しかし精神世界への理解を深めることは決して悪いことではありません。それにより人間理解がさらに深まれば、新たな事業や人生の方針を定められるからです。
次に向けた方針を決めることがメイズでは重要で、新たなステージに進めるかどうかのターニングポイントになります。
エイジング
事業を続けるか、閉じるか、正念場の段階です。エイジングでは、どのように会社を落ち着かせるかを決断するまでの間、負債を残さないように事業規模の縮小やリストラを行いながら、持ちこたえることが重要になります。
ただこの段階から復活できれば、大きな成長につながるので、全てをネガティブに捉える必要はないでしょう。ピンチをチャンスに変えることが大事なポイントですね。
ターミナル
もう自分一人ではどうにもならない段階、それがターミナルです。
力になってくれる支援者を探して、どのように事業を閉じるかを考えることが必要です。ターミナルでは、支援者に対していかに謙虚な姿勢で相談できるか、手を差しのべてくれる人の話をちゃんと素直に聞き入れられるかどうかが重要な鍵になります。
エンディング
法的な手続きを終えて、事業は終焉を迎えます。
しかし事業の終わりは人生の終わりではありません。これからの人生や次のビジネスに向けた新たな一歩を踏み出すこと、この段階では前に進む勇気と、未来への希望を持つことが何よりも重要になります。
成長している企業のサイクル
ここまでコーポレートライフサイクルの流れについて段階ごとに解説してきましたが、メイズから先のステージに進むにつれて、気分が段々と落ち込んでしまう人も多いかもしれません。
いくら「どのステージにいてもそれが終わりではない!」と言われても、できればエンディングを迎えることなく会社を経営していきたいですよね。
ではコーポレートライフサイクルの流れを踏まえて、具体的に何を考えて、どう対策を練ればいいのでしょうか?
成長し続けるためのサイクルとは?
実は成長している会社は、スモール→グロウ→マネージのサイクルを繰り返しています。
ピークまで到達すると、あとは右肩下がりで落ちてしまいます。なのでマネージまできたら、もう一度スモールに戻ればいいのです。
まずは「これを売っていれば儲かる」という中核商品を作り、勝ちパターンを確立します。その流れを最適化、最大化してから、自分がいなくても事業が回る状況を社内で組織すれば、自分の手が空きますよね。
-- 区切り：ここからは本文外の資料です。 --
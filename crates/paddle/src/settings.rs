use serde::{Deserialize, Serialize};

/// How requests are grouped onto paddles.
#[derive(Debug, Clone, Copy, PartialEq, Eq, Default, Deserialize, Serialize)]
#[serde(rename_all = "lowercase")]
pub enum PaddleMode {
    /// No paddle is drawn.
    None,
    /// One unlabelled paddle catches every request.
    #[default]
    Single,
    /// One paddle per virtual host.
    Vhost,
    /// One paddle per process id.
    Pid,
}

impl PaddleMode {
    /// Grouped modes run one labelled paddle per token. Those paddles keep
    /// their token colour instead of borrowing the request's.
    pub fn groups_by_token(self) -> bool {
        matches!(self, PaddleMode::Vhost | PaddleMode::Pid)
    }
}

impl std::fmt::Display for PaddleMode {
    fn fmt(&self, f: &mut std::fmt::Formatter<'_>) -> std::fmt::Result {
        match self {
            PaddleMode::None => f.write_str("none"),
            PaddleMode::Single => f.write_str("single"),
            PaddleMode::Vhost => f.write_str("vhost"),
            PaddleMode::Pid => f.write_str("pid"),
        }
    }
}

impl std::str::FromStr for PaddleMode {
    type Err = String;

    fn from_str(value: &str) -> Result<Self, Self::Err> {
        match value.trim().to_ascii_lowercase().as_str() {
            "none" => Ok(PaddleMode::None),
            "single" => Ok(PaddleMode::Single),
            "vhost" => Ok(PaddleMode::Vhost),
            "pid" => Ok(PaddleMode::Pid),
            other => Err(format!(
                "unknown paddle mode '{other}' (expected none, single, vhost or pid)"
            )),
        }
    }
}

/// Display facts a paddle consults when it is retargeted.
#[derive(Debug, Clone, Copy, PartialEq)]
pub struct SceneSettings {
    pub viewport_width: f32,
    pub viewport_height: f32,
    pub paddle_mode: PaddleMode,
}

impl SceneSettings {
    pub fn new(viewport_width: f32, viewport_height: f32, paddle_mode: PaddleMode) -> Self {
        Self {
            viewport_width,
            viewport_height,
            paddle_mode,
        }
    }

    pub fn centre_y(&self) -> f32 {
        self.viewport_height / 2.0
    }
}

#[cfg(test)]
mod tests {
    use super::*;

    #[test]
    fn parses_modes_case_insensitively() {
        assert_eq!("VHost".parse::<PaddleMode>(), Ok(PaddleMode::Vhost));
        assert_eq!(" pid ".parse::<PaddleMode>(), Ok(PaddleMode::Pid));
        assert!("paddle".parse::<PaddleMode>().is_err());
    }

    #[test]
    fn only_vhost_and_pid_group_by_token() {
        assert!(PaddleMode::Vhost.groups_by_token());
        assert!(PaddleMode::Pid.groups_by_token());
        assert!(!PaddleMode::Single.groups_by_token());
        assert!(!PaddleMode::None.groups_by_token());
    }
}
そこでもう一度スモールに戻って新しい事業を考えれば、1つの事業がピークを過ぎてメイズへ進むタイミングで、新しい事業がピークを迎えられます。このサイクルを繰り返せば、会社はエンディングを迎えることなく、常に成長を続けられるようになります。
もし会社がピークを過ぎていたら…
すでにメイズやエイジングの段階にいる会社も中にはいるかもしれません。それでも諦めるにはまだ早いです。
そこからスモールに戻って、新たな中核商品ができればチャンスは残されています。もし自社で中核商品が作れなければ、他社の売りやすい商品を代理店として売ることも可能です。
例えばチラシやDMを扱っていた印刷会社が、WEBマーケティングの会社と協業して事業をWEB領域まで広げたり、フィールド営業の代行をしていた会社が、それまでの営業ノウハウを活かして、ITソリューションの販売代行を始めることもできます。
新しい事業の可能性は、アイディア次第でいくらでも考えられます。現在メイズやエイジングにいる人達は、柔軟な発想でマーケティングを行い、新たな突破口を探しましょう。
まとめ
コーポレートライフサイクルは、事業やマーケティングを成功に導くための重要な概念です。
しかし一番大切なことは、このサイクルの中で
「今自分がどの段階にいるのか」
「何にフォーカスすべきなのか」
をしっかり考えることです。
事業の現在地を把握して、どのようなチャンスや課題、問題があるのかをそれぞれ明確にすることで、今一番必要なアクションを考えられるということですね。
皆さんもコーポレートライフサイクルを正しく理解し、成長し続ける会社を創っていきましょう。